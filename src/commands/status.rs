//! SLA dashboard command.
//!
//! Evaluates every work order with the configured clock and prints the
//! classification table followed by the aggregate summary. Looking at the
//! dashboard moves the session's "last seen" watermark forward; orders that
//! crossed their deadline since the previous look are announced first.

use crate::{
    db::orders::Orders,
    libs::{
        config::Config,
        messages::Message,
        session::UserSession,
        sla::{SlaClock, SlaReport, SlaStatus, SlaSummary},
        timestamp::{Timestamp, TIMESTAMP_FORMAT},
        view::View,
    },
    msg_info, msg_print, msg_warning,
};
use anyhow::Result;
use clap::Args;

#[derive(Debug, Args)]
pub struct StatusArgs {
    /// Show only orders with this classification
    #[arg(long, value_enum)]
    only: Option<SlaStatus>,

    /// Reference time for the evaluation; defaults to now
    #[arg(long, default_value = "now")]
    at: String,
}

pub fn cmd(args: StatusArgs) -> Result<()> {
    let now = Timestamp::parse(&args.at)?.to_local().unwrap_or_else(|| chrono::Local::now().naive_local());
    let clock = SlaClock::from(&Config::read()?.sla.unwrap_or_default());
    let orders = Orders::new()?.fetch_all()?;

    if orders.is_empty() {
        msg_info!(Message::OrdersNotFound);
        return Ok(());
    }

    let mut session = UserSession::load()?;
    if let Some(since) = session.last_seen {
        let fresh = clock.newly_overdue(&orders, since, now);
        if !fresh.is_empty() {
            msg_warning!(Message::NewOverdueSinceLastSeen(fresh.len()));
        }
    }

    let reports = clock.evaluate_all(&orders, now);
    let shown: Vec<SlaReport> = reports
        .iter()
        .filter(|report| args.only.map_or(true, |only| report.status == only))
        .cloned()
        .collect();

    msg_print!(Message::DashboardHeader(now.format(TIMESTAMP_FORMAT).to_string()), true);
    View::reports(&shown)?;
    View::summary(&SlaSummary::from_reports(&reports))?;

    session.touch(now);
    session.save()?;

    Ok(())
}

● ● ● ● ●

What the task requires » Repeat, word for word, all the lines above.

Task response »
filename src/commands/status.rs
//! SLA dashboard command.
//!
//! Evaluates every work order with the configured clock and prints the
//! classification table followed by the aggregate summary. Looking at the
//! dashboard moves the session's "last seen" watermark forward; orders that
//! crossed their deadline since the previous look are announced first.

use crate::{
    db::orders::Orders,
    libs::{
        config::Config,
        messages::Message,
        session::UserSession,
        sla::{SlaClock, SlaReport, SlaStatus, SlaSummary},
        timestamp::{Timestamp, TIMESTAMP_FORMAT},
        view::View,
    },
    msg_info, msg_print, msg_warning,
};
use anyhow::Result;
use clap::Args;

#[derive(Debug, Args)]
pub struct StatusArgs {
    /// Show only orders with this classification
    #[arg(long, value_enum)]
    only: Option<SlaStatus>,

    /// Reference time for the evaluation; defaults to now
    #[arg(long, default_value = "now")]
    at: String,
}

pub fn cmd(args: StatusArgs) -> Result<()> {
    let now = Timestamp::parse(&args.at)?.to_local().unwrap_or_else(|| chrono::Local::now().naive_local());
    let clock = SlaClock::from(&Config::read()?.sla.unwrap_or_default());
    let orders = Orders::new()?.fetch_all()?;

    if orders.is_empty() {
        msg_info!(Message::OrdersNotFound);
        return Ok(());
    }

    let mut session = UserSession::load()?;
    if let Some(since) = session.last_seen {
        let fresh = clock.newly_overdue(&orders, since, now);
        if !fresh.is_empty() {
            msg_warning!(Message::NewOverdueSinceLastSeen(fresh.len()));
        }
    }

    let reports = clock.evaluate_all(&orders, now);
    let shown: Vec<SlaReport> = reports
        .iter()
        .filter(|report| args.only.map_or(true, |only| report.status == only))
        .cloned()
        .collect();

    msg_print!(Message::DashboardHeader(now.format(TIMESTAMP_FORMAT).to_string()), true);
    View::reports(&shown)?;
    View::summary(&SlaSummary::from_reports(&reports))?;

    session.touch(now);
    session.save()?;

    Ok(())
}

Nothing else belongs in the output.